'Out of hours' social work : a study of local authority emergency duty
Throughout the United Kingdom it is likely that 'out of hours', the smallest
number of social workers is covering the largest geographical areas, the
highest proportion of referrals, the most hours per week with the least
support and in some of the most dangerous situations. For nearly thirty
years, the majority of the working week has been staffed by out of hours
social workers, and yet no systematic research has ever been undertaken
into any aspects of this social work service.
The focus of this research then is local authority emergency duty team
(EDT) social work. From a variety of perspectives and using a range of
methods the researcher examines the past, present and potential future
nature of out of hours social work.
As an EDT worker and researcher simultaneously, the author highlights the
types and variability of his own assessments and those made by colleagues
locally and nationally. Having established that EDT social work deals with
significant occurrences after hours, this research questions whether
conventional expectations of social work assessment are applicable 10
circumstances that are radically different from day-time work.
Employing statistical surveys, questionnaires, interviews and
autobiographical commentary, this research collates and analyses EDT
social work practice issues seeking to establish an assessment framework
that can be applied to the generic, urgent and statutory demands that EDT
and daytime social workers frequently face. The framework combines the
qualitative and the quantitative, academic with practitioner, the personal and
the political and reflects the nature of EDT social work.

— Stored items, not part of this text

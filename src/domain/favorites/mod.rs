//! Favorites domain — pairs the user starred.

pub mod state;

use crate::shared::{ChainId, PairAddress};
use serde::{Deserialize, Serialize};

pub use state::Favorites;

/// Storage key, shared with the browser build.
pub const FAVORITES_STORAGE_KEY: &str = "dex-vision-favorites";

/// A starred pair.
#[derive(Debug, Clone, PartialEq, Eq, Hash, Serialize, Deserialize)]
#[serde(rename_all = "camelCase")]
pub struct FavoriteItem {
    pub chain_id: ChainId,
    pub pair_address: PairAddress,
    /// `BASE/QUOTE`, captured when starred.
    pub symbol: String,
}

impl FavoriteItem {
    pub fn new(chain_id: impl Into<ChainId>, pair_address: impl Into<PairAddress>, symbol: impl Into<String>) -> Self {
        Self {
            chain_id: chain_id.into(),
            pair_address: pair_address.into(),
            symbol: symbol.into(),
        }
    }
}

impl From<&crate::domain::pair::Pair> for FavoriteItem {
    fn from(pair: &crate::domain::pair::Pair) -> Self {
        Self {
            chain_id: pair.chain_id.clone(),
            pair_address: pair.pair_address.clone(),
            symbol: pair.symbol(),
        }
    }
}
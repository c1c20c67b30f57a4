//! Real OHLCV candles from GeckoTerminal and DexPaprika.
//!
//! Fetching is left to the caller; this slice turns the decoded responses into
//! ascending [`PriceBar`](crate::domain::chart::PriceBar) series.

pub mod convert;
pub mod wire;

pub use convert::gecko_bars;

use crate::shared::Timeframe;

/// GeckoTerminal candle endpoint parameters for a [`Timeframe`].
#[derive(Debug, Clone, Copy, PartialEq, Eq)]
pub struct GeckoQuery {
    /// `minute`, `hour` or `day`.
    pub period: &'static str,
    pub aggregate: u32,
    pub limit: u32,
}

impl GeckoQuery {
    /// GeckoTerminal has no weekly candles; `1w` asks for daily ones and
    /// [`gecko_bars`] folds them.
    pub fn for_timeframe(timeframe: Timeframe) -> Self {
        let (period, aggregate, limit) = match timeframe {
            Timeframe::Minute5 => ("minute", 5, 200),
            Timeframe::Minute15 => ("minute", 15, 200),
            Timeframe::Hour1 => ("hour", 1, 168),
            Timeframe::Hour4 => ("hour", 4, 120),
            Timeframe::Day1 => ("day", 1, 90),
            Timeframe::Week1 => ("day", 1, 140),
        };
        Self {
            period,
            aggregate,
            limit,
        }
    }
}
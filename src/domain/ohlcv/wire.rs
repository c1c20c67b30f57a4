//! Wire types for third-party OHLCV responses.

use serde::{Deserialize, Serialize};

/// One GeckoTerminal candle: `[timestamp, open, high, low, close, volume]`.
pub type GeckoCandle = [f64; 6];

/// `GET /networks/{network}/pools/{pool}/ohlcv/{period}` body.
#[derive(Debug, Clone, Default, PartialEq, Serialize, Deserialize)]
pub struct GeckoOhlcvResponse {
    #[serde(default)]
    pub data: Option<GeckoOhlcvData>,
}

#[derive(Debug, Clone, Default, PartialEq, Serialize, Deserialize)]
pub struct GeckoOhlcvData {
    #[serde(default)]
    pub attributes: Option<GeckoOhlcvAttributes>,
}

#[derive(Debug, Clone, Default, PartialEq, Serialize, Deserialize)]
pub struct GeckoOhlcvAttributes {
    /// Newest first.
    #[serde(default)]
    pub ohlcv_list: Vec<GeckoCandle>,
}

/// One DexPaprika pool candle.
#[derive(Debug, Clone, Default, PartialEq, Serialize, Deserialize)]
pub struct PaprikaOhlcvBar {
    /// ISO 8601 start of the candle.
    pub time_open: String,
    pub open: f64,
    pub high: f64,
    pub low: f64,
    pub close: f64,
    #[serde(default)]
    pub volume: f64,
}

/// `GET /networks/{network}/pools/{pool}/ohlcv` body: a bare array of candles.
#[derive(Debug, Clone, Default, PartialEq, Serialize, Deserialize)]
#[serde(transparent)]
pub struct PaprikaOhlcvResponse(pub Vec<PaprikaOhlcvBar>);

Addressing a research void, this study clarifies and attempts to improve out
of hours social work practice, including that of the researcher. This research
presents a systematic analysis of the risk assessments, the decision-making
processes and the crisis work undertaken by the most experienced group of
social workers in Britain. The findings of this research should be of interest
to those involved in out of hours social work, but may also have relevance
to (social) workers undertaking (risk) assessments of service users.